When my alarm went off, the first thing I did was go to the bathroom to wash my face with a facewash that advertises clear skin in 10 days. The ten days had come and gone for me, but my acne had still stood present on my cheeks. As I looked for a paper towel to dry my face, a bright reflection that sparkled in the hot July sun outside the bathroom’s window caught my attention. The big black van stood parked on the curb parallel to our house. The bumper stickers on the back with colorful designs try to convince the purchasers of the stickers and other drivers that the car’s driver was an “adventurer” and a lover of road trips. I remember when Dad bought the car, he was babbling like a child that finally learned how to speak about all the different types of soil the car’s tires would go over. “The Fertile plains of Yoestimite and the arid sand of the Mojave desert will mix in the indents of the wheel,” dad said as I inhaled a sweet leathery smell the first time I sat in the car. My face had already dried when Mom yelled at me to start packing from the kitchen. Indifferent to the numerous spontaneous trips that had occurred throughout the summer, I didn’t care where we were going, but what the location was so I could pack accordingly. Just before I was going to call back to her, I heard the quick steps of Brother running back to his room which was opposite mine. “Where are we going?” I said. “Grandma’s house” was the reply I received. Grandma’s house was a mere two hours away from the place where I had spent my childhood. She lived in a handmade historical adobe house with luxuries features like a giant fireplace that the adults would sit around talking and drinking every major holiday. One New Year’s Eve party, when I just turned the age when a child’s mind could start to comprehend subtle but meaningful actions, I remembered when Mom had drunkenly exclaimed that she wanted the house. The house had been passed down to the favorite family members for centuries ever since my great grandfather built it to serve as his artistic retreat after he had sold a majority of his portfolio to a wealthy New York art patron. Grandma, who had always had a poised and dignified manner, favored Auntie over Mom, for she felt like Auntie was less sporadic than Mom. 

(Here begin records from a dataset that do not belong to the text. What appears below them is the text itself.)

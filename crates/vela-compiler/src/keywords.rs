//! Keyword compatibility resolution.
//!
//! Extended keywords like `switch` are ordinary identifiers in plenty of
//! existing code, so their keyword status is settled per chunk before
//! parsing begins. The resolver runs over the frozen token stream in two
//! passes: the first collects `vela_use` directives and heuristic
//! evidence of identifier usage, the second rewrites every occurrence of
//! a disabled word back into an identifier token.
//!
//! Resolution priority, strongest first: directive, host configuration,
//! usage heuristic, default. The heuristic degrades a word for the whole
//! chunk, including occurrences before the one that triggered it, so a
//! token never changes meaning between passes over the same file.

use crate::diag::{Reporter, WarningKind};
use crate::error::CompileResult;
use crate::token::{Span, ToggledWord, Token};
use rustc_hash::{FxHashMap, FxHashSet};

/// How a word arrived at its current keyword status.
#[derive(Debug, Clone, Copy, PartialEq, Eq)]
pub enum KeywordState {
    EnabledByDefault,
    DisabledByDefault,
    DisabledByHeuristic,
    EnabledByHost,
    DisabledByHost,
    EnabledByDirective,
    DisabledByDirective,
}

impl KeywordState {
    pub fn enabled(self) -> bool {
        matches!(
            self,
            KeywordState::EnabledByDefault
                | KeywordState::EnabledByHost
                | KeywordState::EnabledByDirective
        )
    }
}

/// First version that carries each togglable word, for `vela_use`
/// version bundles. Opt-in words are never part of a bundle.
fn introduced_in(word: ToggledWord) -> Option<(u16, u16, u16)> {
    match word {
        ToggledWord::Switch | ToggledWord::Continue => Some((0, 2, 0)),
        ToggledWord::Enum => Some((0, 5, 0)),
        ToggledWord::Class | ToggledWord::Parent | ToggledWord::Export => Some((0, 6, 0)),
        ToggledWord::Global => Some((0, 8, 0)),
        ToggledWord::Let | ToggledWord::Const => None,
    }
}

fn parse_version(text: &str) -> Option<(u16, u16, u16)> {
    let mut parts = text.split('.');
    let major = parts.next()?.parse().ok()?;
    let minor = parts.next()?.parse().ok()?;
    let patch = parts.next()?.parse().ok()?;
    if parts.next().is_some() {
        return None;
    }
    Some((major, minor, patch))
}

/// One parsed `vela_use` request.
#[derive(Debug, Clone, PartialEq)]
enum UseItem {
    Word { word: ToggledWord, enable: bool },
    Version(u16, u16, u16),
    Star,
}

fn default_state(word: ToggledWord) -> KeywordState {
    match word.tier() {
        crate::token::KeywordTier::OptIn => KeywordState::DisabledByDefault,
        _ => KeywordState::EnabledByDefault,
    }
}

I gathered all the belongings that I thought I would need for the stay there. The high altitude of the mountain that Grandma’s pueblo sits on always gives me headaches, which are easily alleviated with the great pill of ibuprofen. I looked in the little gold-colored box that usually holds the medication, and I was surprised that when I grabbed the bottle, the intense rattle sound of the pills colliding with the plastic had been reduced to a mere click click like the sound of a sick rattlesnake. Once I had finished packing, I lugged my suitcase, three sizes bigger than the big black van. Brother who saw me struggling joked that I would have a much harder time getting the suitcase up to the three flights of stairs in Grandma’s house to the guest room, where the family usually occupied our visits. Then, just before boarded the car, the great big suitcase slipped out of my hands and fell in the sandy driveway next to the van’s wheels and let off a dust cloud that clouded my vision. As I reached down to the floor to grab the suitcase, I noticed in the corner of my eye that a few grains of red sand had infiltrated the usual different shades of grey and brown dirt in the grooves of the car’s tires. The car ride over to the house was unpleasant. The usual air of excitement and the chatter about all the things we would update Grandma was replaced with anxiety and silence. Dad, who would always stop at every roadside attraction, from a haunted house to giant statues of various animals, didn’t even move his gaze from the windshield. Mom, usually the one to start singing the classic road-trip songs and games, kept her lips tight shut. I knew that we were nearing the house once the sandy soil went from brown to red, and the Yuccas were replaced with Mulberry.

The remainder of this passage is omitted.